Electrical and Mechanical Services Department, HKSARHong Kong, Hong Kong
The Electrical and Mechanical Services Department (EMSD) of the Hong Kong Special Administrative Region (HKSAR) manages E&M facilities for government venues in Hong Kong. Among the venues, over 400 have an annual electricity consumption of 500,000 kWh and above. In possession of the huge amount of building operational and energy data from a wide range of systems, EMSD started to develop an integrated Building Management System (iBMS) on an unprecedented scale. As expected, the buildings are of various ages and equipment conditions. Thus, in the beginning of the project, iBMS guidelines and specifications were formulated to standardize the data collection requirements. A checklist was developed for standard project submission mandating BTL certificates and PIC statements for newly installed products to assure quality and conformance in fulfilling the iBMS connection. In 2019, EMSD set up its first iBMS platform at the Headquarters, integrating operational data from widely dispersed buildings at the city level. Targeted buildings were prioritized based on their electricity consumption and readiness for connection. The platform offered opportunities to enhance system reliability to enable benchmarking and linking up with big data analysis with an aim to achieve a better building performance. This project improved the building data structure which rendered support to Hong Kong towards a smart city.

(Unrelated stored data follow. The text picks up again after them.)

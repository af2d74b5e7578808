//! Capacity algebra integration tests.
//!
//! Property tests for the invariants every capacity operation must keep,
//! plus the machine count planning examples.

use machina::{
    AgentUid, CapacityError, CapacityRequirement, CapacityRequirementType, CapacityRequirements,
    CapacityRequirementsPerAgent, calc_number_of_machines,
};
use proptest::prelude::*;

use crate::common::memory;

fn requirement_type() -> impl Strategy<Value = CapacityRequirementType> {
    prop_oneof![
        Just(CapacityRequirementType::Memory),
        Just(CapacityRequirementType::Cpu),
        Just(CapacityRequirementType::NumberOfMachines),
        Just(CapacityRequirementType::Drive("/data".into())),
        Just(CapacityRequirementType::Drive("/logs".into())),
    ]
}

fn capacity() -> impl Strategy<Value = CapacityRequirements> {
    prop::collection::btree_map(requirement_type(), 0..1_000_000u64, 0..5).prop_map(|amounts| {
        CapacityRequirements::new(
            amounts
                .into_iter()
                .map(|(requirement_type, amount)| CapacityRequirement::new(requirement_type, amount)),
        )
        .unwrap()
    })
}

fn agent() -> impl Strategy<Value = AgentUid> {
    (0..6u8).prop_map(|n| AgentUid::new(format!("agent-{}", n)))
}

proptest! {
    #[test]
    fn absent_type_is_zero(capacity in capacity(), requirement_type in requirement_type()) {
        if !capacity.types().any(|t| t == &requirement_type) {
            prop_assert!(capacity.requirement(&requirement_type).is_zero());
        }
    }

    #[test]
    fn add_then_subtract_restores(a in capacity(), b in capacity()) {
        let sum = a.add(&b).unwrap();
        prop_assert!(sum.greater_or_equals(&a));
        prop_assert_eq!(sum.subtract(&b).unwrap(), a);
    }

    #[test]
    fn no_stored_requirement_is_zero(a in capacity(), b in capacity()) {
        let difference = a.subtract_or_zero(&b);
        prop_assert!(difference.requirements().all(|r| !r.is_zero()));
        prop_assert!(a.max(&b).requirements().all(|r| !r.is_zero()));
        prop_assert!(a.min(&b).requirements().all(|r| !r.is_zero()));
    }

    #[test]
    fn subtract_or_zero_is_idempotent_once_zero(a in capacity(), b in capacity()) {
        let once = a.subtract_or_zero(&b).subtract_or_zero(&a);
        prop_assert!(once.is_zero());
        prop_assert!(once.subtract_or_zero(&b).is_zero());
    }

    #[test]
    fn subtract_fails_unless_greater_or_equal(a in capacity(), b in capacity()) {
        match a.subtract(&b) {
            Ok(_) => prop_assert!(a.greater_or_equals(&b)),
            Err(err) => {
                prop_assert!(!a.greater_or_equals(&b));
                let is_negative = matches!(err, CapacityError::NegativeCapacity { .. });
                prop_assert!(is_negative);
            }
        }
    }

    #[test]
    fn multiply_divides_exactly(a in capacity(), k in 1..50u32) {
        let scaled = a.multiply(k).unwrap();
        if a.is_zero() {
            prop_assert_eq!(scaled.divide_exactly(&a), None);
        } else {
            prop_assert_eq!(scaled.divide_exactly(&a), Some(u64::from(k)));
        }
    }

    #[test]
    fn per_agent_total_is_sum(
        allocations in prop::collection::vec((agent(), capacity()), 0..20),
    ) {
        let mut per_agent = CapacityRequirementsPerAgent::new();
        for (uid, capacity) in &allocations {
            if capacity.is_zero() {
                prop_assert!(per_agent.add(uid.clone(), capacity).is_err());
                continue;
            }
            per_agent = per_agent.add(uid.clone(), capacity).unwrap();
        }

        let mut sum = CapacityRequirements::zero();
        for uid in per_agent.agent_uids() {
            let capacity = per_agent.agent_capacity(uid).unwrap();
            prop_assert!(!capacity.is_zero());
            sum = sum.add(capacity).unwrap();
        }
        prop_assert_eq!(per_agent.total_allocated_capacity(), &sum);
    }

    #[test]
    fn per_agent_release_returns_to_empty(
        allocations in prop::collection::vec((agent(), capacity()), 0..20),
    ) {
        let mut per_agent = CapacityRequirementsPerAgent::new();
        for (uid, capacity) in allocations.iter().filter(|(_, c)| !c.is_zero()) {
            per_agent = per_agent.add(uid.clone(), capacity).unwrap();
        }
        let snapshot = per_agent.clone();

        let released = per_agent.subtract_all(&snapshot).unwrap();

        prop_assert!(released.is_empty());
        prop_assert!(released.total().is_zero());
    }
}

#[test]
fn test_constructor_keeps_requirements() {
    let r1 = CapacityRequirement::memory_mb(1024);
    let r2 = CapacityRequirement::cpu_cores(2);

    let capacity = CapacityRequirements::new([r1.clone(), r2.clone()]).unwrap();

    assert_eq!(capacity.requirement(r1.requirement_type()), r1);
    assert_eq!(capacity.requirement(r2.requirement_type()), r2);
}

#[test]
fn test_memory_addition() {
    let sum = memory(1024).add(&memory(512)).unwrap();

    assert_eq!(sum, memory(1536));
    assert_eq!(sum.to_string(), "1536MB RAM");
}

#[test]
fn test_machine_count_for_memory() {
    let machines = calc_number_of_machines(
        &memory(5000),
        &memory(2048),
        &CapacityRequirements::zero(),
    );

    assert_eq!(machines, Ok(3));
}

#[test]
fn test_per_agent_unknown_key() {
    let per_agent = CapacityRequirementsPerAgent::new()
        .add(AgentUid::new("a"), &memory(100))
        .unwrap();

    let result = per_agent.subtract(&AgentUid::new("b"), &memory(10));

    assert!(matches!(result, Err(CapacityError::KeyNotFound(_))));
    // The receiver is untouched.
    assert_eq!(per_agent.total_allocated_capacity(), &memory(100));
}

#[test]
fn test_divide_exactly_boundaries() {
    let unit = CapacityRequirements::new([
        CapacityRequirement::memory_mb(512),
        CapacityRequirement::cpu_cores(1),
    ])
    .unwrap();
    let uneven = CapacityRequirements::new([
        CapacityRequirement::memory_mb(1024),
        CapacityRequirement::cpu_cores(3),
    ])
    .unwrap();

    assert_eq!(unit.multiply(4).unwrap().divide_exactly(&unit), Some(4));
    assert_eq!(uneven.divide_exactly(&unit), None);
    assert_eq!(unit.divide_exactly(&CapacityRequirements::zero()), None);
    assert_eq!(memory(1024).divide_exactly(&unit), None);
}
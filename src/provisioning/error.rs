//! Provisioning error types.

use std::time::Duration;
use thiserror::Error;

use crate::core::error::CapacityError;

/// Errors raised by machine provisioning.
///
/// Errors detected before any work is submitted (unsupported operation,
/// capacity arithmetic, executor shut down) are returned synchronously.
/// Errors raised by the provisioning plugin on a worker are stored in the
/// operation's [`ProvisioningFuture`](super::ProvisioningFuture) and only
/// surface through `get()` / `exception()`.
#[derive(Debug, Clone, PartialEq, Eq, Error)]
pub enum ProvisioningError {
    /// The provisioning plugin failed to start, stop or discover a machine.
    #[error("machine provisioning failed: {0}")]
    MachineProvisioning(String),

    /// The machine started but its grid service agent could not be brought up.
    #[error("grid service agent provisioning failed: {0}")]
    AgentProvisioning(String),

    /// The operation was interrupted before it completed.
    #[error("provisioning interrupted: {0}")]
    Interrupted(String),

    /// The plugin gave up waiting on the underlying provider.
    #[error("provisioning timed out after {0:?}")]
    Timeout(Duration),

    /// A component the plugin relies on is not available.
    #[error("missing provisioning dependency: {0}")]
    MissingDependency(String),

    /// The plugin does not support the requested operation.
    #[error("unsupported provisioning operation: {0}")]
    Unsupported(String),

    /// Capacity arithmetic failed while planning the operation.
    #[error("capacity error: {0}")]
    Capacity(#[from] CapacityError),

    /// The executor no longer accepts work.
    #[error("provisioning executor is shut down")]
    ExecutorShutdown,

    /// Any other failure, including a panic inside the plugin.
    #[error("unexpected provisioning failure: {0}")]
    Unexpected(String),
}

/// Errors returned when reading the result of a provisioning future.
#[derive(Debug, Clone, PartialEq, Eq, Error)]
pub enum FutureError {
    /// The operation has neither completed nor reached its deadline.
    /// Callers should check `is_done()` first.
    #[error("operation not done yet")]
    NotDone,

    /// The deadline passed without a result.
    #[error("operation timed out after {0:?}")]
    TimedOut(Duration),

    /// The operation completed with an error.
    #[error("operation failed: {0}")]
    Execution(#[source] ProvisioningError),
}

Several unique problems were encountered during the course of development. With the increasing age of a building, there often appeared at different degrees of inconsistencies on BMS settings due to past retrofits and deterioration of the existing system. In some buildings, communication through BACnet might not have been possible because of the use of proprietary protocol. Interoperability became a critical issue for a successful integration. Meanwhile, the iBMS network architecture required continuous review to accommodate the quick expansion of the system when more buildings were being connected. The method to establish a remote BACnet network was another challenge. The experience in our first trial of applying Foreign Device Registration (FDR) for the connection to the central iBMS workstation raised troubles on the manual update of the network address when testing with third party protocol analyzers. This hindered future migration to any new system platform. Since iBMS data was built up through direct communication with BACnet devices at the venue level, the variety of object naming conventions and trend log/alarm settings at each venue would impair the quality and the application of iBMS. Another challenge in this project was the requirement to export iBMS data to our Regional Digital Control Centre (RDCC), which consisted of an in-house developed data server for further machine learning and Artificial Intelligence (AI) applications.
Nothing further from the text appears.